System and task analysis are at the forefront of an effective risk management system (see Figure 1.1). Alternately, system and task analysis are termed as ‘system analysis’ in the systems engineering world, ‘systems description’ in much of the industrial system safety literature, and ‘establishing the context’ in the AS/NZS 4360 standard (Standards Australia, 2004). ISO 31000 risk management standards are concepts by which organizations can gain a fundamental understanding of their respective systems that are essential to hazard identification, risk analysis and assessment and risk control. The relationship between system/task analysis and SRM is depicted in Figure 1.1. It reflects that some degree of variability can be expected in normal human performance. In addition, workplace conditions can also affect this variability, as well as introducing triggers that activate human error (see Dismukes, Berman and Loukopoulos, 2007; Hollnagel, 2004).
As this chapter progresses, we will explore recommended methodologies to conduct both systems analysis and task analysis. Before we delve too deeply into actual analysis methods, it is important to provide a brief review of systems, and of the process approach to system analysis as it relates to SMS.
image
Figure 1.1 Safety risk management and task analysis

Systems Review

Roland and Moriarty (1990) provide an excellent definition of system in their text on safety engineering. They define a system as ‘a composite of people, procedures and equipment that are integrated to perform a specific operational task of function within a specific environment’ (p. 6). Notice particularly the terms integrated, function and environment. Every system is designed to perform a specific mission, or produce a product or service; consequently, it is the responsibility of management (the owners of the system) to define the goals for the mission, product, or service. These goals represent their expectations for the outcomes of their investment. In order to meet these expectations, an understanding of the system’s environment and the processes that make up the system becomes critical. A common error is to only define a system in terms of physical assets (for example, aircraft, computers, facilities), and to refer to organizational components as organizational factors. In the context of a safety management system, the organization is the system and these assets are resources used to accomplish the organization’s mission.
Systems include the processes which consist of activities people do within the systems. Systems also include the tools, facilities, procedures and equipment that are used to perform the processes. In addition, systems have a defined mission, purpose, or objective. This is where the concepts of systems and processes converge. A system has a mission or objective – to produce a product or service (outcome). A process has outputs which are the results of the efforts put forth by the people in the system.
Processes are the essential operations that a system must perform to achieve its outcomes. ISO 9000, the international quality management system standard, defines a process as an ‘interrelated or interacting set of activities which transforms inputs into outputs’. In every case, inputs are turned into outputs because some kind of activity is completed. Note the active nature of this definition. It does not define the product or service, but rather the things that people in the system do to produce them.
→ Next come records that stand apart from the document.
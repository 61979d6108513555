//! A single physical tape: cells plus a head position.

use serde::Serialize;
use std::fmt;

use crate::cell::{Cell, Movement, Symbol};

/// A physical tape that extends to the right on demand.
///
/// The head never moves left of cell 0, and the tape always keeps at least one cell after
/// the head.
#[derive(Debug, Clone, PartialEq, Eq)]
pub struct Tape {
    cells: Vec<Cell>,
    head: usize,
}

impl Default for Tape {
    fn default() -> Self {
        Self::new()
    }
}

impl Tape {
    /// Creates a blank tape.
    pub fn new() -> Self {
        Self {
            cells: vec![Cell::EMPTY],
            head: 0,
        }
    }

    /// Creates a tape holding `input` followed by one empty cell, head on the first cell.
    pub fn with_input(input: impl IntoIterator<Item = Cell>) -> Self {
        let mut tape = Self::new();
        tape.load(input);
        tape
    }

    pub fn load(&mut self, input: impl IntoIterator<Item = Cell>) {
        self.cells = input.into_iter().collect();
        self.cells.push(Cell::EMPTY);
        self.head = 0;
    }

    pub fn read(&self) -> &Cell {
        &self.cells[self.head]
    }

    pub fn write(&mut self, cell: Cell) {
        self.cells[self.head] = cell;
    }

    /// Moves the head, clamping at cell 0 and padding the right end with empty cells.
    pub fn apply_move(&mut self, movement: Movement) {
        let target = self.head as isize + movement.offset();
        self.head = target.max(0) as usize;
        while self.cells.len() <= self.head + 1 {
            self.cells.push(Cell::EMPTY);
        }
    }

    pub fn head(&self) -> usize {
        self.head
    }

    pub fn cells(&self) -> &[Cell] {
        &self.cells
    }

    pub fn snapshot(&self) -> TapeSnapshot {
        TapeSnapshot {
            cells: self.cells.clone(),
            head: self.head,
        }
    }

    /// Overwrites the whole tape, e.g. to go back a step in the history.
    pub fn restore(&mut self, snapshot: &TapeSnapshot) {
        self.cells = snapshot.cells.clone();
        if self.cells.is_empty() {
            self.cells.push(Cell::EMPTY);
        }
        self.head = snapshot.head.min(self.cells.len() - 1);
    }
}

/// The content and head position of one tape at a point in time.
#[derive(Debug, Clone, PartialEq, Eq, Serialize)]
pub struct TapeSnapshot {
    pub cells: Vec<Cell>,
    pub head: usize,
}

impl TapeSnapshot {
    /// The cells up to the last non-empty one.
    pub fn trimmed(&self) -> &[Cell] {
        let end = self
            .cells
            .iter()
            .rposition(|cell| cell.symbol != Symbol::Empty || cell.head)
            .map_or(0, |last| last + 1);
        &self.cells[..end]
    }

    /// The tape as text, with empty cells as spaces and trailing empty cells dropped.
    ///
    /// | a | b | _ | c | _ | _ |  ->  "ab c"
    pub fn to_text(&self) -> String {
        self.trimmed()
            .iter()
            .map(|cell| match &cell.symbol {
                Symbol::Empty => " ".to_string(),
                _ => cell.glyph(),
            })
            .collect()
    }
}

impl fmt::Display for TapeSnapshot {
    fn fmt(&self, f: &mut fmt::Formatter<'_>) -> fmt::Result {
        for (index, cell) in self.cells.iter().enumerate() {
            let glyph = if cell.is_empty() && !cell.head {
                "_".to_string()
            } else {
                cell.glyph()
            };
            if index == self.head {
                write!(f, "[{glyph}]")?;
            } else {
                write!(f, " {glyph} ")?;
            }
        }
        Ok(())
    }
}
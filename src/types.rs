//! This module defines the constants, step results, and error types shared by the lowering
//! engine and the interpreter.

use thiserror::Error;

/// Terminal state reached when the machine accepts its input.
pub const STATE_ACCEPT: &str = "ACCEPT";
/// Terminal state reached when the machine rejects its input, including every runtime fallback.
pub const STATE_REJECT: &str = "REJECT";
/// The state a freshly built machine starts in unless another one is configured.
pub const START_STATE: &str = "qstart";
/// The reserved token wrapped around every synthesized state name.
pub const GUARD_TOKEN: &str = "\u{03A9}";
/// The maximum number of steps hosts execute before giving up on a run.
pub const MAX_EXECUTION_STEPS: usize = 100_000;
/// Number of steps executed between two yields of `TuringMachine::run`.
pub const RUN_BATCH_SIZE: usize = 500;

/// Returns true for the two fixed terminal states.
pub fn is_terminal_state(state: &str) -> bool {
    state == STATE_ACCEPT || state == STATE_REJECT
}

/// Represents the outcome of a single interpreter step.
#[derive(Debug, Clone, Copy, PartialEq, Eq)]
pub enum Step {
    /// The machine performed a step and is not in a terminal state.
    Continue,
    /// The machine is in a terminal state.
    Halt(Halt),
}

impl Step {
    /// `true` iff the machine can keep running.
    pub fn is_continue(self) -> bool {
        matches!(self, Step::Continue)
    }
}

#[derive(Debug, Clone, Copy, PartialEq, Eq)]
pub enum Halt {
    Accept,
    Reject,
}

impl Halt {
    /// Maps a terminal state name to its halt kind.
    pub fn from_state(state: &str) -> Option<Self> {
        match state {
            STATE_ACCEPT => Some(Halt::Accept),
            STATE_REJECT => Some(Halt::Reject),
            _ => None,
        }
    }
}

/// Failures raised by a single state's transition table.
#[derive(Debug, Clone, PartialEq, Eq, Error)]
pub enum TableError {
    /// A transition was added after the wildcard of the state was set.
    #[error("cannot define a transition on {0} after the wildcard was set")]
    AfterWildcard(String),
    /// The cell already has an exact or multi-match entry.
    #[error("transition on {0} is already defined")]
    Duplicate(String),
    /// The cell is not part of the machine alphabet.
    #[error("{0} is not part of the tape alphabet")]
    InvalidSymbol(String),
    /// The wildcard of the state was already set.
    #[error("wildcard transition is already defined")]
    WildcardRedefined,
}

/// Represents every specification-time error of the lowering engine.
///
/// All of these are programmer errors in the machine definition; none of them is recovered
/// from automatically.
#[derive(Debug, Clone, PartialEq, Eq, Error)]
pub enum BuildError {
    #[error("Unknown feature: {0}")]
    UnknownFeature(String),
    #[error("Feature already enabled: {0}")]
    FeatureAlreadyEnabled(String),
    /// Features and alphabets are fixed once the first state exists.
    #[error("Features and alphabets must be configured before any state is defined")]
    ConfigurationLocked,
    #[error("Unknown gadget: {0}")]
    UnknownGadget(String),
    /// A transition table rejected a definition.
    #[error("Transition from state {state}: {source}")]
    Transition { state: String, source: TableError },
    #[error("Tape count must be greater than one, got {0}")]
    InvalidTapeCount(usize),
    #[error("Tape count can only be set once")]
    TapeCountAlreadySet,
    #[error("Tape count cannot be set after single-tape transitions were added")]
    TapeCountAfterSingleTape,
    #[error("{0} requires a tape count set with set_tape_count")]
    RequiresMultipleTapes(&'static str),
    #[error("{0} cannot be used on a machine with multiple tapes")]
    RequiresSingleTape(&'static str),
    /// A multi-tape call supplied the wrong number of per-tape values.
    #[error("{call} for {expected} tapes was given {actual} {what}")]
    TapeArity {
        call: &'static str,
        expected: usize,
        actual: usize,
        what: &'static str,
    },
    #[error("Program not found: {0}")]
    UnknownProgram(String),
    /// Static analysis of a compiled machine found a problem.
    #[error("Machine validation error: {0}")]
    Validation(String),
}

#[cfg(test)]
mod tests {
    use super::*;

    #[test]
    fn test_terminal_states() {
        assert!(is_terminal_state(STATE_ACCEPT));
        assert!(is_terminal_state(STATE_REJECT));
        assert!(!is_terminal_state(START_STATE));
        assert_eq!(Halt::from_state("ACCEPT"), Some(Halt::Accept));
        assert_eq!(Halt::from_state("qstart"), None);
    }

    #[test]
    fn test_error_display() {
        let error = BuildError::Transition {
            state: "q0".to_string(),
            source: TableError::Duplicate("a".to_string()),
        };

        let error_msg = format!("{}", error);
        assert!(error_msg.contains("q0"));
        assert!(error_msg.contains("already defined"));

        let error = BuildError::TapeArity {
            call: "add_multi_tape_transition",
            expected: 2,
            actual: 3,
            what: "moves",
        };
        assert_eq!(
            error.to_string(),
            "add_multi_tape_transition for 2 tapes was given 3 moves"
        );
    }
}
A process is people doing things rather than things people have done. The products or services are the outcomes, what the system owners want out of it, while the processes are the activities that get them there (ISO, 2000).
There is a subtle but important difference between outputs and outcomes. Process outputs should be defined such that they can be measured. Practitioners need to avoid defining outputs without considering process measurements. Additionally, outputs should be defined in a manner to support the desired outcomes. Activities are often defined in terms of outputs – flights made, maintenance procedures accomplished, audits conducted, etc., but the goal of meeting the system’s desired outcome has been neglected. It’s easy, though, to define things that are easily countable and neglect or even ignore outcomes. For example, a common measure in practice is timeliness. While this is a desirable goal in most activities and is usually easy to measure, it does not matter how timely we produce an inferior result. In safety, it does not matter how many audits we conduct, how many reports we process, etc., if we aren’t achieving the outcome of enhanced safety.
In some cases, outcomes are difficult to measure directly. This is often (if not always) the case in safety where the desired outcome (absence of accidents) can be intangible and its inverse events (accidents, incidents, etc.) are rare. Process measures are often employed in these cases. Process measures place emphasis on performance shaping and process supporting factors such as equipment, procedures, personnel selection, training, qualification and supervision and facilities. The theory being that, if these process factors are well managed, confidence in the probability of successful outcomes is enhanced (readers are referred to ISO 9001–2000 sub-clause 7.5.2 for an example standard for process verification and validation).

The Process Approach

The process approach is basically a systems approach in that the process owner is identified, procedures are evaluated, outputs to the next process are verified, controls to insure desired output are confirmed and finally, performance measures are reviewed to ensure consistent results. This approach accepts that different types of processes take on different characteristics and have different expectations. For the purpose of our analyses, there are three basic types of processes—operational, management and resource allocation processes.
• Operational processes do the real work of the system. Inputs are transformed into outputs in the form of products or services. These may be direct customer services such as providing transportation, manufacturing or repairing aircraft or aircraft components, directing air traffic, etc. They may also be internal processes such as providing employee training.
• Management processes serve as controls on operational processes. This may take the long-term form of such activities as establishing policies or authoring and disseminating policy and procedural documents. It may also take the form of more real-time activities such as direct supervision and management of employees’ activities.
• Resource allocation processes concern procurement and allocation of personnel, facilities, equipment, tools and other resources that are used in operational processes.
Process attributes are important factors to consider in system analysis. These attributes are the same attributes as described in the FAA’s Air Transportation Oversight System (ATOS), however, we use a s...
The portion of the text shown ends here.